The Old City-based company bills itself as a “hiring-as-a-service” platform that selects candidates with the help of machine learning.
“I got to know the business pretty well,” Reiss said. “And I saw traditional recruiting services were expensive, unscalable and not delivering on their promise. It was more about getting bodies in the door than having a sustainable hiring process.”
In 2012, trying to develop a cheaper and faster solution, Reiss, 33, founded what today is JaneHires, flanked by his mother, Jane (for whom the platform is named) and father, Dave Reiss, both with decades of experience in the human resources space.

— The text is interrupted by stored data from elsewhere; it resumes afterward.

use super::describe::{sql_type_to_schema, ColumnDescription, SchemaDescriber};
use super::DocumentNode;
use crate::catalog::{CatalogEntry, CatalogSnapshot, EndpointCatalog};
use crate::config::{AuthScheme, EndpointDefinition, FieldLocation};
use crate::error::DescribeError;
use serde_json::{json, Map, Value};
use std::panic::{catch_unwind, AssertUnwindSafe};
use std::sync::{mpsc, Arc};
use std::thread;
use std::time::{Duration, Instant};
use tracing::{debug, info, warn};

/// OpenAPI version written to every document.
pub const OPENAPI_VERSION: &str = "3.0.0";

/// Per-endpoint describe limit used by the HTTP server.
pub const DEFAULT_DESCRIBE_TIMEOUT: Duration = Duration::from_secs(5);

/// Security scheme declarations placed under `components.securitySchemes`.
///
/// Declared unconditionally; endpoints reference them by name from their
/// `security` requirement.
#[derive(Debug, Clone, PartialEq)]
pub struct SecuritySchemeCatalog {
    schemes: Vec<(String, Value)>,
}

impl SecuritySchemeCatalog {
    /// `bearerAuth` (JWT bearer) and `basicAuth`.
    pub fn standard() -> Self {
        Self {
            schemes: vec![
                (
                    AuthScheme::Bearer.scheme_name().to_string(),
                    json!({
                        "type": "http",
                        "scheme": "bearer",
                        "bearerFormat": "JWT",
                        "description": "JWT Authorization header using the Bearer scheme.",
                    }),
                ),
                (
                    AuthScheme::Basic.scheme_name().to_string(),
                    json!({
                        "type": "http",
                        "scheme": "basic",
                        "description": "Basic HTTP Authentication",
                    }),
                ),
            ],
        }
    }

    /// Add or replace a declaration.
    pub fn with_scheme(mut self, name: impl Into<String>, declaration: Value) -> Self {
        let name = name.into();
        match self.schemes.iter_mut().find(|(n, _)| *n == name) {
            Some(slot) => slot.1 = declaration,
            None => self.schemes.push((name, declaration)),
        }
        self
    }

    pub fn names(&self) -> impl Iterator<Item = &str> {
        self.schemes.iter().map(|(n, _)| n.as_str())
    }

    fn to_node(&self) -> Value {
        let map: Map<String, Value> = self.schemes.iter().cloned().collect();
        Value::Object(map)
    }
}

impl Default for SecuritySchemeCatalog {
    fn default() -> Self {
        Self::standard()
    }
}

/// Produces OpenAPI documents for the endpoints currently in the catalog.
///
/// Endpoints are described one after another. With a describe timeout set,
/// each call runs on its own thread and an endpoint whose describer does not
/// answer in time is documented as a schema failure; the stuck call is left to
/// finish in the background.
#[derive(Clone)]
pub struct DocSynthesizer {
    catalog: Arc<EndpointCatalog>,
    describer: Arc<dyn SchemaDescriber>,
    describe_timeout: Option<Duration>,
}

impl DocSynthesizer {
    pub fn new(catalog: Arc<EndpointCatalog>, describer: Arc<dyn SchemaDescriber>) -> Self {
        Self {
            catalog,
            describer,
            describe_timeout: None,
        }
    }

    /// Bound the time spent waiting on the describer for any one endpoint.
    pub fn with_describe_timeout(mut self, timeout: Duration) -> Self {
        self.describe_timeout = Some(timeout);
        self
    }

    /// Synthesize against the snapshot that is current right now.
    pub fn synthesize(&self, base_url: &str, schemes: &SecuritySchemeCatalog) -> DocumentNode {
        let snapshot = self.catalog.snapshot();
        self.synthesize_snapshot(&snapshot, base_url, schemes)
    }

    /// Synthesize against an explicit snapshot.
    pub fn synthesize_snapshot(
        &self,
        snapshot: &CatalogSnapshot,
        base_url: &str,
        schemes: &SecuritySchemeCatalog,
    ) -> DocumentNode {
        let started = Instant::now();
        let project = snapshot.project();
        let mut paths = Map::new();
        let mut failures = 0usize;

        for entry in snapshot.entries() {
            let (operation, failed) = self.operation(entry);
            if failed {
                failures += 1;
            }
            let item = paths
                .entry(entry.template.to_openapi_path())
                .or_insert_with(|| Value::Object(Map::new()));
            if let Value::Object(item) = item {
                item.insert(
                    entry.endpoint.method.as_str().to_ascii_lowercase(),
                    operation,
                );
            }
        }

        info!(
            endpoints = snapshot.len(),
            paths = paths.len(),
            schema_failures = failures,
            duration_ms = started.elapsed().as_millis(),
            "OpenAPI document synthesized"
        );

        json!({
            "openapi": OPENAPI_VERSION,
            "info": {
                "title": project.project_name,
                "version": project.project_version,
                "description": project.project_description,
            },
            "servers": [{ "url": base_url }],
            "paths": paths,
            "components": {
                "securitySchemes": schemes.to_node(),
            },
        })
    }

    /// Build one operation object. The flag reports a schema description failure.
    fn operation(&self, entry: &CatalogEntry) -> (Value, bool) {
        let endpoint = entry.endpoint.as_ref();
        let mut op = Map::new();

        op.insert(
            "summary".into(),
            Value::String(format!("Endpoint for {}", endpoint.url_path)),
        );
        op.insert(
            "description".into(),
            Value::String(
                endpoint
                    .description
                    .clone()
                    .unwrap_or_else(|| "Description not available".to_string()),
            ),
        );
        op.insert("parameters".into(), Value::Array(parameters(entry)));

        let (items, failed) = match self.describe(entry) {
            Ok(columns) => (row_schema(&columns), false),
            Err(e) => {
                warn!(
                    url_path = %endpoint.url_path,
                    method = %endpoint.method,
                    error = %e,
                    "Schema description failed; documenting empty row schema"
                );
                (
                    json!({
                        "type": "object",
                        "properties": {},
                        "x-schema-error": e.to_string(),
                    }),
                    true,
                )
            }
        };

        op.insert(
            "responses".into(),
            json!({
                "200": {
                    "description": "Successful response",
                    "content": {
                        "application/json": {
                            "schema": {
                                "type": "object",
                                "properties": {
                                    "data": { "type": "array", "items": items },
                                    "next": { "type": "string" },
                                    "total_count": { "type": "integer" },
                                },
                            },
                        },
                    },
                },
            }),
        );

        if endpoint.rate_limit.enabled {
            op.insert(
                "x-rate-limit".into(),
                json!({
                    "max": endpoint.rate_limit.max,
                    "interval": endpoint.rate_limit.interval,
                }),
            );
        }

        if endpoint.auth.enabled {
            let mut requirement = Map::new();
            requirement.insert(
                endpoint.auth.scheme.scheme_name().to_string(),
                Value::Array(Vec::new()),
            );
            op.insert(
                "security".into(),
                Value::Array(vec![Value::Object(requirement)]),
            );
        }

        (Value::Object(op), failed)
    }

    /// Ask the describer, converting a panic or a timeout into an error for this endpoint.
    fn describe(&self, entry: &CatalogEntry) -> Result<Vec<ColumnDescription>, DescribeError> {
        let started = Instant::now();
        let endpoint = entry.endpoint.as_ref();
        let result = match self.describe_timeout {
            Some(limit) => self.describe_bounded(entry, limit),
            None => describe_caught(self.describer.as_ref(), endpoint),
        };
        debug!(
            url_path = %endpoint.url_path,
            ok = result.is_ok(),
            duration_us = started.elapsed().as_micros(),
            "Described endpoint query"
        );
        result
    }

    fn describe_bounded(
        &self,
        entry: &CatalogEntry,
        limit: Duration,
    ) -> Result<Vec<ColumnDescription>, DescribeError> {
        let (tx, rx) = mpsc::sync_channel(1);
        let describer = Arc::clone(&self.describer);
        let endpoint = Arc::clone(&entry.endpoint);
        let spawned = thread::Builder::new()
            .name("flapi-describe".into())
            .spawn(move || {
                let result = describe_caught(describer.as_ref(), &endpoint);
                if tx.send(result).is_err() {
                    debug!(url_path = %endpoint.url_path, "Late describe result dropped");
                }
            });
        if let Err(e) = spawned {
            warn!(error = %e, "Could not start describer thread, describing inline");
            return describe_caught(self.describer.as_ref(), &entry.endpoint);
        }

        match rx.recv_timeout(limit) {
            Ok(result) => result,
            Err(mpsc::RecvTimeoutError::Timeout) => {
                warn!(
                    url_path = %entry.endpoint.url_path,
                    timeout_ms = limit.as_millis(),
                    "Schema describer timed out"
                );
                Err(DescribeError::TimedOut { after: limit })
            }
            Err(mpsc::RecvTimeoutError::Disconnected) => Err(DescribeError::Panicked),
        }
    }
}

fn describe_caught(
    describer: &dyn SchemaDescriber,
    endpoint: &EndpointDefinition,
) -> Result<Vec<ColumnDescription>, DescribeError> {
    catch_unwind(AssertUnwindSafe(|| describer.describe_query(endpoint)))
        .unwrap_or(Err(DescribeError::Panicked))
}

/// Declared request fields, then any capture the fields do not mention.
fn parameters(entry: &CatalogEntry) -> Vec<Value> {
    let endpoint = entry.endpoint.as_ref();
    let mut params: Vec<Value> = endpoint
        .request_fields
        .iter()
        .map(|field| {
            let mut schema = Map::new();
            schema.insert("type".into(), Value::String("string".into()));
            if let Some(default) = &field.default {
                schema.insert("default".into(), Value::String(default.clone()));
            }
            json!({
                "name": field.field_name,
                "in": field.field_in.as_str(),
                "required": field.required,
                "description": field.description,
                "schema": schema,
            })
        })
        .collect();

    for capture in entry.template.capture_names() {
        let declared = endpoint
            .request_fields
            .iter()
            .any(|f| f.field_in == FieldLocation::Path && f.field_name == capture);
        if !declared {
            params.push(json!({
                "name": capture,
                "in": "path",
                "required": true,
                "schema": { "type": "string" },
            }));
        }
    }
    params
}

fn row_schema(columns: &[ColumnDescription]) -> Value {
    let properties: Map<String, Value> = columns
        .iter()
        .map(|c| (c.name.clone(), sql_type_to_schema(&c.sql_type)))
        .collect();
    json!({ "type": "object", "properties": properties })
}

The company, which goes by just Jane on its site, uses a series of efficiency and automation tools to streamline hiring processes. One example is an artificial intelligence system that scores and ranks résumés against job descriptions to find ideal candidates.
“Jane is constantly learning what profiles of people are getting hired for certain positions, applying that information for the next case,” Reiss explained.
With seven full-time employees and a three-person advisory board, JaneHires bills itself as a “hiring-as-a-service” that offers an end-to-end solution for companies: from description of open positions to the hiring and rejection of candidates, including assistance with background checks and scheduling interviews.
The cofounder backs his statement up with numbers: “With our assistance, companies are finding people and hiring them in 21 to 30 days, when traditional hiring companies typically take 45 to 60 days.”
So how is the company planning to lure members of the tech scene? With most young Philly startups trying to find people with very specific sets of skills, Reiss says Jane can help trim the fat and offer quicker results.
“As a cofounder myself, I know growing a business can be incredibly challenging,” Reiss said. “Jane is here to save them a ton of time on that front and focus on what they actually do.”
Although the Reiss family hails from New York’s Hudson Valley, the company is working out of Benjamin’s Desk in Old City. How’d that happen?
During a visit to a friend in 2007, the New Yorker was enamored by the Rittenhouse Square neighborhood. By 2009, he was living in Old City and working out of Indy Hall.
“I was able to get a fair amount of direction from the relationships that came from those days at Indy Hall,” he said.
Also drawn by the cost effectiveness of Philly, the company moved its core operations to Benjamin’s Desk last May.